Exercise instructions. From the entries that follow, report every line in which "HashMap" occurs.

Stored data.
----

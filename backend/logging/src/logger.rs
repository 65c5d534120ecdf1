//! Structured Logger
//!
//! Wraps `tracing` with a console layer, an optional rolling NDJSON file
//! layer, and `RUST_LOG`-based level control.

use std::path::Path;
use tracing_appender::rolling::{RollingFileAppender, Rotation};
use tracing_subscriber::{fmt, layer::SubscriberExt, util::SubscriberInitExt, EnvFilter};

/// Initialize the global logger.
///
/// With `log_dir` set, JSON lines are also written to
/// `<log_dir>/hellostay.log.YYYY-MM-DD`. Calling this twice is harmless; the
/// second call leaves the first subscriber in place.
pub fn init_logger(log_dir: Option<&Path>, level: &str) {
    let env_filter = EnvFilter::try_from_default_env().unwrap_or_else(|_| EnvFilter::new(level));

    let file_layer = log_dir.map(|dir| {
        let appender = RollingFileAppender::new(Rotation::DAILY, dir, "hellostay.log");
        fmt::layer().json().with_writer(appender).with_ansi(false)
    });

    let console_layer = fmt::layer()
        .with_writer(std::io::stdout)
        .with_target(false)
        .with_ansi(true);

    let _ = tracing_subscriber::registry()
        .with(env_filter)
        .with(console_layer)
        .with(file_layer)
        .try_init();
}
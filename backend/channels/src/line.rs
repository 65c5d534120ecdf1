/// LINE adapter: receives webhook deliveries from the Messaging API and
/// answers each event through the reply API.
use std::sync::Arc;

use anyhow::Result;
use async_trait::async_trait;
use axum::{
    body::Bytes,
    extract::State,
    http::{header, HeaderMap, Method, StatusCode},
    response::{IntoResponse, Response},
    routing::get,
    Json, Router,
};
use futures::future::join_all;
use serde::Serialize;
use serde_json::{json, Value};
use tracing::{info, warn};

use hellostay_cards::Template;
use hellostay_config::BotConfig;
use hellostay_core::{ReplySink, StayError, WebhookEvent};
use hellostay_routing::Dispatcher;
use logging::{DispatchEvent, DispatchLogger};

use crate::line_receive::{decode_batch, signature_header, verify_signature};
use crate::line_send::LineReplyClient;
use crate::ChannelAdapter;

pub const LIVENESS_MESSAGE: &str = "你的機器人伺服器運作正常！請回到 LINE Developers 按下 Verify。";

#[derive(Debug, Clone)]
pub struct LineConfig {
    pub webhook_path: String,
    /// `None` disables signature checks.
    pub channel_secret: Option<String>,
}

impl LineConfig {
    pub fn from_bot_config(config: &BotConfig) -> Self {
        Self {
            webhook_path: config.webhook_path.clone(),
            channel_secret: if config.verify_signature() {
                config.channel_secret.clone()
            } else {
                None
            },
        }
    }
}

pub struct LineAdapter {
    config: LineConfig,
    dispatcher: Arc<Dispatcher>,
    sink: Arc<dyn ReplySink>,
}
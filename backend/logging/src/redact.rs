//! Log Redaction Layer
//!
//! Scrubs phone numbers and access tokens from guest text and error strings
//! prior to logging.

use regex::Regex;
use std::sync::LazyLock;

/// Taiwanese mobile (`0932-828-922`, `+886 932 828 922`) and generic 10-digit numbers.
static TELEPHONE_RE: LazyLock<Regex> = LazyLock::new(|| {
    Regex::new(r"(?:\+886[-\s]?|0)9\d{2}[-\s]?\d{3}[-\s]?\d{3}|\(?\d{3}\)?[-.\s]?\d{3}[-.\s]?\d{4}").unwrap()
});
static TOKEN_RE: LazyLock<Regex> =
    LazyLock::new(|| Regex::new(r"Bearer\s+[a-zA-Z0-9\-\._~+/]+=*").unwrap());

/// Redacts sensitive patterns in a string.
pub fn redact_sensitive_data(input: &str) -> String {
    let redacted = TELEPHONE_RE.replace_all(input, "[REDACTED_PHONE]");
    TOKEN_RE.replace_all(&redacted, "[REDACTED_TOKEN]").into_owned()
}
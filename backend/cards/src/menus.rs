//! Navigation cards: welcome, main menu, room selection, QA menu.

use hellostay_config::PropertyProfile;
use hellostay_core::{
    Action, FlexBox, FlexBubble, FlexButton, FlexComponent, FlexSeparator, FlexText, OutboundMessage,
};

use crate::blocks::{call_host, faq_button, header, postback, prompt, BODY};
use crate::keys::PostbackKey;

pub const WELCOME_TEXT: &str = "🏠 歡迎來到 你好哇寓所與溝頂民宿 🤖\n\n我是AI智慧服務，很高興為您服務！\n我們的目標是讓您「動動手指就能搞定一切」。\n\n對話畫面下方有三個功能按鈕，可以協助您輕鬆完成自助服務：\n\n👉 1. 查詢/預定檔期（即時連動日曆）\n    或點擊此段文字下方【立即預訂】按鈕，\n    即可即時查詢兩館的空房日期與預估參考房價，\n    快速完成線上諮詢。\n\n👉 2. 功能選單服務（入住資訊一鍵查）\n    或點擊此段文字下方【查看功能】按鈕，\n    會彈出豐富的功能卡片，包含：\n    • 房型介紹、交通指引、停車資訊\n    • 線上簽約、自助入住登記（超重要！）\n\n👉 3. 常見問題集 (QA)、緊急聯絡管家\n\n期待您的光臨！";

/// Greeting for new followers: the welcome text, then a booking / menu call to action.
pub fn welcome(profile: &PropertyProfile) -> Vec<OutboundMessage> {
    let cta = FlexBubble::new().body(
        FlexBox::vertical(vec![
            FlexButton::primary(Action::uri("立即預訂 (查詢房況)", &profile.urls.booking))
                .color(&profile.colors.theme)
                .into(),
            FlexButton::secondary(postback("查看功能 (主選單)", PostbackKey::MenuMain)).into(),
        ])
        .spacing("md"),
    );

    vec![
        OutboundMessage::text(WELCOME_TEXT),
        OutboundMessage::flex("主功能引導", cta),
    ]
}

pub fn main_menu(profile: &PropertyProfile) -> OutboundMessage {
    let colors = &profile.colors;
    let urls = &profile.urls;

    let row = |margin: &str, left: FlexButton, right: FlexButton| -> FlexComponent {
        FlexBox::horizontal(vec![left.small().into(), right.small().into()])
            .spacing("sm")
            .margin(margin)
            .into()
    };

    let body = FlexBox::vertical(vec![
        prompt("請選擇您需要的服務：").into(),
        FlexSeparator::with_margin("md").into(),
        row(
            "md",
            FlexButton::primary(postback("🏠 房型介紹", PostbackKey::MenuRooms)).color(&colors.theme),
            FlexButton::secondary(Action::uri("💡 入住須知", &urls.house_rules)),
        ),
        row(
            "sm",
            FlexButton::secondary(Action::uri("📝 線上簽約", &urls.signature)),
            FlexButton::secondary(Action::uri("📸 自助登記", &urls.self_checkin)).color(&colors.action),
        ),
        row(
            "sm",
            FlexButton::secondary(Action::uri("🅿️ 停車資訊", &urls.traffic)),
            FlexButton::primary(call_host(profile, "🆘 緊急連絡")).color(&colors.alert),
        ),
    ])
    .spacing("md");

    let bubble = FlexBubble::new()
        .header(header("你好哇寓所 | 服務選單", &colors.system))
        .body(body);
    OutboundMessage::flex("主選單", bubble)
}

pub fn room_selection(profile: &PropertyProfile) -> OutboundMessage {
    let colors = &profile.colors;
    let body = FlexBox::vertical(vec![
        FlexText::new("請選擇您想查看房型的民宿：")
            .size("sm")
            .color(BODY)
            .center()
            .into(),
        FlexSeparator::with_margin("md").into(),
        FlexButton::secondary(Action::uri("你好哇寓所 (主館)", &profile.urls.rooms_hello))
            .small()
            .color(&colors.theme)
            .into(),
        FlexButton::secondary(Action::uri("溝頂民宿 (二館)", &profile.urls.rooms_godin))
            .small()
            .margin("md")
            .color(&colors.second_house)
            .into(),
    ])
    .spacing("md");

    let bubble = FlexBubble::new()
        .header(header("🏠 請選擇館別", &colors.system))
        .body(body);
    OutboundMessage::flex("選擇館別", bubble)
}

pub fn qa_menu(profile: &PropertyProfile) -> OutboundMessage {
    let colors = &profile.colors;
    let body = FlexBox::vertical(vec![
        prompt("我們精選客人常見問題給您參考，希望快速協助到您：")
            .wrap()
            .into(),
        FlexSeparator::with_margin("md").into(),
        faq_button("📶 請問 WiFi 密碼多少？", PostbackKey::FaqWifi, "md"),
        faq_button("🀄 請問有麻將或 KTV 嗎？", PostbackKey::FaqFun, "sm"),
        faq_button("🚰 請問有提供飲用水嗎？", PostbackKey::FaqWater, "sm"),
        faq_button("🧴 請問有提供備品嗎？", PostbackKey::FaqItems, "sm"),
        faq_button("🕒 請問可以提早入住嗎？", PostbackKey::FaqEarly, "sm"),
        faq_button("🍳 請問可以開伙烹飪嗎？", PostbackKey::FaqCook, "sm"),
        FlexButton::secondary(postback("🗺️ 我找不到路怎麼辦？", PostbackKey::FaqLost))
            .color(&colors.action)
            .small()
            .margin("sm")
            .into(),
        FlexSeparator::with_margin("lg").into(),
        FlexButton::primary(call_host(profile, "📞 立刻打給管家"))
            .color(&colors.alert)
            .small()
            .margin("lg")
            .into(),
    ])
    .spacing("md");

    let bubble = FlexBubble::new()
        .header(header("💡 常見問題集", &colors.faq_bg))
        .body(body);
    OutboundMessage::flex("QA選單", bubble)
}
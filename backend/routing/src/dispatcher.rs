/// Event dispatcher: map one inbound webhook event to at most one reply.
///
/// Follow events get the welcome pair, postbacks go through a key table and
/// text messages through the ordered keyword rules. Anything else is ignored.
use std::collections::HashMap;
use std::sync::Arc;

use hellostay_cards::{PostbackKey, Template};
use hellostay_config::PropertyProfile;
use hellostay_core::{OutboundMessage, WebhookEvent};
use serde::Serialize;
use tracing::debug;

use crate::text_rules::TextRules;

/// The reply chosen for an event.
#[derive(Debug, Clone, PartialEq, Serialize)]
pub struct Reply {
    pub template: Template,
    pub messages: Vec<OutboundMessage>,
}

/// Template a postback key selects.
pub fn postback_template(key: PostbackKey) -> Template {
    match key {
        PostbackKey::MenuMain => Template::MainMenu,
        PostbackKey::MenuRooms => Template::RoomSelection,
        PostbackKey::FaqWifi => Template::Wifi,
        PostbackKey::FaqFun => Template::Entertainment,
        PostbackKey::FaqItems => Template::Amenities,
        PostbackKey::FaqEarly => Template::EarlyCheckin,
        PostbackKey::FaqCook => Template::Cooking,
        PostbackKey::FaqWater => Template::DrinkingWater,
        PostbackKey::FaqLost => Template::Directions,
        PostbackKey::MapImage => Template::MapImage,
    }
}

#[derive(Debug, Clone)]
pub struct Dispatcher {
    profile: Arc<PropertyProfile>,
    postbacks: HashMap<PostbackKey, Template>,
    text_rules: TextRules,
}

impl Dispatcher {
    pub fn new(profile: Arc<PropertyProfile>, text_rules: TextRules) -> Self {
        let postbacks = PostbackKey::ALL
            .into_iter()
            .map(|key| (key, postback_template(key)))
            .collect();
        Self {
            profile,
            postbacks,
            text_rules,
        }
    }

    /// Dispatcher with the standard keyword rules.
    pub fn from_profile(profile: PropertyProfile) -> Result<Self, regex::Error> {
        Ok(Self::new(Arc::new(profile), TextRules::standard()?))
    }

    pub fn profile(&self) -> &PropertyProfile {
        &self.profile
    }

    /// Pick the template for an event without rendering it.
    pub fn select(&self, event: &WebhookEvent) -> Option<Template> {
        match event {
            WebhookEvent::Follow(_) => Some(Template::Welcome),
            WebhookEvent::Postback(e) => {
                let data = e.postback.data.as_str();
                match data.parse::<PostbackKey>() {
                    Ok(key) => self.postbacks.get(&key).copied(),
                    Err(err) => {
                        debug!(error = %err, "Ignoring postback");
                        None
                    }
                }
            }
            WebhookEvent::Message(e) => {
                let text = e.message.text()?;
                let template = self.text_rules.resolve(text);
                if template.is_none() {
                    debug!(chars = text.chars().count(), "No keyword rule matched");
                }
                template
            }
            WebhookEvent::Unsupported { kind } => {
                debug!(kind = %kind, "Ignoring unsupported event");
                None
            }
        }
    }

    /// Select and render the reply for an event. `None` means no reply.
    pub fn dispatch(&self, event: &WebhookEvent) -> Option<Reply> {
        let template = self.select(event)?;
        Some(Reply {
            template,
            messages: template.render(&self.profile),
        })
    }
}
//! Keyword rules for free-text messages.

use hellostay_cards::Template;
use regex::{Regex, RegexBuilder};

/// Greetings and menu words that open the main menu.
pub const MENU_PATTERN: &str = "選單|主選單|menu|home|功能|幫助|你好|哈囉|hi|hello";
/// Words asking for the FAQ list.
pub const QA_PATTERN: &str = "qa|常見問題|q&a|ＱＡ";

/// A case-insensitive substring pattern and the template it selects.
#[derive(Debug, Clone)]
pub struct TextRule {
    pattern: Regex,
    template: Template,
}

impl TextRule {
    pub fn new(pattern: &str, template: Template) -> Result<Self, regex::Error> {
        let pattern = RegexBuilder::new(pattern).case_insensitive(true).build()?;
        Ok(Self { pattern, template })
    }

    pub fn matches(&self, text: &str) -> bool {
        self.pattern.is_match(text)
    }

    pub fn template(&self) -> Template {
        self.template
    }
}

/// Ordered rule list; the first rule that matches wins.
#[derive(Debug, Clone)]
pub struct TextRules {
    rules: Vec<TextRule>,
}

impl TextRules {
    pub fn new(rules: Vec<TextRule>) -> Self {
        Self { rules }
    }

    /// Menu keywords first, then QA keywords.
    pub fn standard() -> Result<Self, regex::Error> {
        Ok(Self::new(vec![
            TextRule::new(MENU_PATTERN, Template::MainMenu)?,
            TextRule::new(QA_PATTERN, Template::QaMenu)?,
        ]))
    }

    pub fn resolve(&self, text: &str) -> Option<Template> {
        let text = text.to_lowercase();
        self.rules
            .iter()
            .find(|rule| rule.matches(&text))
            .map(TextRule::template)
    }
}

----

Answer to this task.
use std::collections::HashMap;
    postbacks: HashMap<PostbackKey, Template>,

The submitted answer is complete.